● REQUIRED ACTION
Please work out how many lines in the material below contain the string "result", and answer with that number only.
START PROVIDED DATA
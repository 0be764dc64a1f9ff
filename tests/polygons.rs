use std::cell::RefCell;
use std::rc::Rc;

use egui::{Modifiers, PointerButton, pos2};
use plot_toolbox::surface::{Geometry, VisualRole};
use plot_toolbox::{
    Element, GestureState, HeadlessSurface, PolygonOptions, Polygons, SurfaceHandle, ToolError,
};

fn create_test_surface() -> (Rc<RefCell<HeadlessSurface>>, SurfaceHandle) {
    let surface = Rc::new(RefCell::new(HeadlessSurface::new()));
    let handle: SurfaceHandle = surface.clone();
    (surface, handle)
}

fn create_test_triangle(tool: &mut Polygons) {
    tool.simulate_click(10.0, 10.0);
    tool.simulate_click(50.0, 10.0);
    tool.simulate_click(50.0, 50.0);
    tool.simulate_click(11.0, 11.0);
}

#[test]
fn test_click_near_first_vertex_closes() {
    let (_surface, handle) = create_test_surface();
    let mut tool = Polygons::new(handle);
    create_test_triangle(&mut tool);

    assert_eq!(tool.gesture_state(), GestureState::Idle);
    let polygon = &tool.children()[0];
    assert!(polygon.is_closed());
    assert_eq!(
        polygon.vertices(),
        vec![pos2(10.0, 10.0), pos2(50.0, 10.0), pos2(50.0, 50.0), pos2(10.0, 10.0)]
    );
}

#[test]
fn test_free_vertex_snaps_to_first() {
    let (_surface, handle) = create_test_surface();
    let mut tool = Polygons::new(handle);
    tool.simulate_click(10.0, 10.0);
    tool.simulate_click(50.0, 10.0);
    tool.simulate_click(50.0, 50.0);

    let free_vertex = |tool: &Polygons| tool.in_progress().and_then(|p| p.vertices().last().copied());

    tool.simulate_move(pos2(12.0, 12.0));
    assert_eq!(free_vertex(&tool), Some(pos2(10.0, 10.0)));

    tool.simulate_move(pos2(30.0, 40.0));
    assert_eq!(free_vertex(&tool), Some(pos2(30.0, 40.0)));
}

#[test]
fn test_two_vertices_cannot_close() {
    let (_surface, handle) = create_test_surface();
    let mut tool = Polygons::new(handle);
    tool.simulate_click(10.0, 10.0);
    tool.simulate_click(50.0, 10.0);
    tool.simulate_click(10.5, 10.5);

    assert_eq!(tool.gesture_state(), GestureState::Spawning);
    assert!(tool.is_empty());
    assert!(tool.in_progress().is_some_and(|p| !p.is_closed()));
}

#[test]
fn test_closed_polygon_body_and_handles() {
    let (surface, handle) = create_test_surface();
    let mut tool = Polygons::new(handle);
    create_test_triangle(&mut tool);

    let surface = surface.borrow();
    let geometry = |role: VisualRole| {
        surface
            .visuals()
            .iter()
            .find(|(_, v)| v.role == role)
            .map(|(_, v)| v.geometry.clone())
    };
    let corners = vec![pos2(10.0, 10.0), pos2(50.0, 10.0), pos2(50.0, 50.0)];
    assert_eq!(geometry(VisualRole::Body), Some(Geometry::Polygon(corners.clone())));
    assert_eq!(geometry(VisualRole::VertexHandle), Some(Geometry::Markers(corners)));
}

#[test]
fn test_moving_first_vertex_keeps_polygon_closed() {
    let (_surface, handle) = create_test_surface();
    let mut tool = Polygons::new(handle);
    create_test_triangle(&mut tool);

    tool.simulate_press(pos2(10.0, 10.0), PointerButton::Primary, Modifiers::NONE);
    assert_eq!(tool.gesture_state(), GestureState::VertexDrag);
    tool.simulate_move(pos2(20.0, 5.0));
    tool.simulate_release(pos2(20.0, 5.0), PointerButton::Primary);

    let vertices = tool.children()[0].vertices();
    assert_eq!(vertices.first(), Some(&pos2(20.0, 5.0)));
    assert_eq!(vertices.last(), Some(&pos2(20.0, 5.0)));
}

#[test]
fn test_custom_close_threshold() {
    let (_surface, handle) = create_test_surface();
    let mut tool = Polygons::with_options(handle, PolygonOptions { close_threshold: 0.2 }).unwrap();
    tool.simulate_click(10.0, 10.0);
    tool.simulate_click(50.0, 10.0);
    tool.simulate_click(50.0, 50.0);
    tool.simulate_click(20.0, 20.0);

    assert!(tool.children()[0].is_closed());
}

#[test]
fn test_invalid_threshold_rejected() {
    let (_surface, handle) = create_test_surface();
    let result = Polygons::with_options(handle, PolygonOptions { close_threshold: 0.0 });
    assert!(matches!(result, Err(ToolError::InvalidOptions(_))));
}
END PROVIDED DATA
● ANSWER SPACE
2